Mysql – Does partitioning help with lookups and inserts/updates by primary key

database-internalsmariadbMySQLpartitioning

I'm using MariaDB 10.1 and the default InnoDB storage storage, and I have a few tables with currently 10 to 100 million rows. These tables will keep growing a few million per month, and it's mostly caching.

They either have a single-column primary key (BIGINT) or a composite primary key (two BIGINT columns) and no AUTO_INCREMENT, and I always insert, select or update by primary key. I also do a lot of joins by primary key, or selects WHERE PK IN (1, 2, 3, 4...).

Also, these tables receive lots of updates per hour, and I usually update them in batches of 5000 or 10000 at a time. We have more inserts and updates than selects for some of these tables.

I have 3 questions:

  1. It seems to me that simple selects by PK returning 1 row (SELECT x, y FROM table WHERE pk = 123) will have no actual difference in performance with partitioning. Is that right?
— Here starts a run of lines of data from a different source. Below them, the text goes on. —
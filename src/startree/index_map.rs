//! `star_tree_index_map`：描述 `star_tree_index` 内每个索引的字节区间

use std::path::Path;
use serde::{Deserialize, Serialize};
use crate::common::{OlapError, Result};

#[derive(Debug, Clone, Copy, PartialEq, Eq, Serialize, Deserialize)]
#[serde(rename_all = "SCREAMING_SNAKE_CASE")]
pub enum StarTreeIndexType {
    StarTree,
    ForwardIndex,
}

#[derive(Debug, Clone, PartialEq, Eq, Serialize, Deserialize)]
#[serde(rename_all = "camelCase")]
pub struct IndexMapEntry {
    pub star_tree_id: usize,
    pub index_type:   StarTreeIndexType,
    /// 维度名或 pair 列名；树本身为 None
    #[serde(default, skip_serializing_if = "Option::is_none")]
    pub column:       Option<String>,
    pub offset:       u64,
    pub size:         u64,
}

#[derive(Debug, Clone, Default, PartialEq, Eq, Serialize, Deserialize)]
pub struct StarTreeIndexMap {
    pub entries: Vec<IndexMapEntry>,
}

impl StarTreeIndexMap {
    pub fn add(&mut self, star_tree_id: usize, index_type: StarTreeIndexType, column: Option<&str>, offset: u64, size: u64) {
        self.entries.push(IndexMapEntry {
            star_tree_id, index_type, column: column.map(str::to_string), offset, size,
        });
    }

    /// 返回 (offset, size)；缺项视为损坏
    pub fn lookup(&self, star_tree_id: usize, index_type: StarTreeIndexType, column: Option<&str>) -> Result<(usize, usize)> {
        self.entries.iter()
            .find(|e| e.star_tree_id == star_tree_id && e.index_type == index_type && e.column.as_deref() == column)
            .map(|e| (e.offset as usize, e.size as usize))
            .ok_or_else(|| OlapError::corruption(format!(
                "star-tree index map has no {index_type:?} entry for tree {star_tree_id} column {column:?}",
            )))
    }

    pub fn write_to(&self, path: &Path) -> Result<()> {
        let json = serde_json::to_vec_pretty(self)
            .map_err(|e| OlapError::Internal(format!("serialize star-tree index map: {e}")))?;
        std::fs::write(path, json)?;
        Ok(())
    }

    pub fn load(path: &Path) -> Result<Self> {
        let bytes = std::fs::read(path)
            .map_err(|e| OlapError::corruption(format!("cannot read {}: {e}", path.display())))?;
        serde_json::from_slice(&bytes)
            .map_err(|e| OlapError::corruption(format!("invalid star-tree index map: {e}")))
    }
}

#[cfg(test)]
mod tests {
    use super::*;

    #[test]
    fn test_lookup() {
        let mut map = StarTreeIndexMap::default();
        map.add(0, StarTreeIndexType::StarTree, None, 0, 100);
        map.add(0, StarTreeIndexType::ForwardIndex, Some("country"), 100, 8);
        map.add(1, StarTreeIndexType::ForwardIndex, Some("country"), 300, 4);

        let dir = tempfile::tempdir().unwrap();
        let path = dir.path().join("star_tree_index_map");
        map.write_to(&path).unwrap();
        let loaded = StarTreeIndexMap::load(&path).unwrap();
        assert_eq!(loaded.lookup(0, StarTreeIndexType::StarTree, None).unwrap(), (0, 100));
        assert_eq!(loaded.lookup(1, StarTreeIndexType::ForwardIndex, Some("country")).unwrap(), (300, 4));
        assert!(loaded.lookup(1, StarTreeIndexType::StarTree, None).unwrap_err().is_corruption());
    }
}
  2. What about joins or selects as WHERE PK IN(SELECT PK FROM ...)? Will it cause more scans to join a partitioned table than a single table?

  3. Considering I usually do a lot of concurrent batches (multiple servers may send data at the same time) using:

    • INSERT INTO X VALUES (1, 'A'), (2, 'B'), ... ON DUPLICATE KEY UPDATE ... or

    • REPLACE INTO X VALUES(1, 'A'), (2, 'B'),...

Will partitioning help with concurrent inserts and updates, say by being able to affect multiple partitions at the same time?

Thanks in advance.

Best Answer

Your questions

Q1: If PK is the Partition key, a "point query" (WHERE PK = constant) on the Partition key will do "pruning", then (hopefully) use an index in the single partition it found. No improvement over having a simple table with a suitable index.
Q1: If PK is the PRIMARY KEY, but not the Partition key, then the query must open and look in every partition to find the row, hence slower.

Q2: Generally IN ( SELECT ... ) performs poorly, very poorly in some cases, and should be avoided. Use a JOIN instead. For partitioning, "pruning" will probably not be used. Hence slow.

Q3: INSERT may be about the same speed, regardless. A plain table may be faster due to less complexity.
Q3: REPLACE is DELETE + INSERT. INSERT ... ON DUPLICATE KEY UPDATE ... is usually a better construct; see if it applies. But, again, no performance improvement.

IN

WHERE PK IN (1, 2, 3, 4...) -- I think I heard that if the list is 'short', it will use partition pruning. Or skip the pruning if the list is long. In either case, a simple table with an index on PK will be at least as fast.

Pruning

Think of pruning this way: First it must find the partition (which acts very much like a "sub table"), then it must use an index (if available) to drill down to the desired row(s). Without partitioning, it skips the pruning step; but the BTree index is slightly deeper. So it is a trade-off.

Note: This often means that the optimal set of indexes for a partitioned table and the equivalent non-partitioned table are different.

Case 3

The caveat "A table's index is too big to be cached, but the index for one partition is cacheable" does not seem to apply to your situation. Case 3 came from a time-series wherein most of the activity was in the latest partition (and PARTITION BY RANGE(TO_DAYS(...))) and that partition fit in the buffer_pool but the entire table did not.

(That is, I agree with Natan, not Jarwad, about the relevance of Case 3.)

BY HASH

BY HASH -- not useful. (From the link: "PARTITION BY RANGE is the only useful method.") (Or at least, I have yet to see a use case of Hash where performance benefits.)

Ingestion

"growing a few million per month" That's not very fast. "growing a few million per day" would begin to be challenging, at which point I would point you at my high speed ingestion blog . Even so, you might take one tip from there -- Load the changes into a transient table, then do the insert/replace/iodku/update/etc from it to the 'real' table.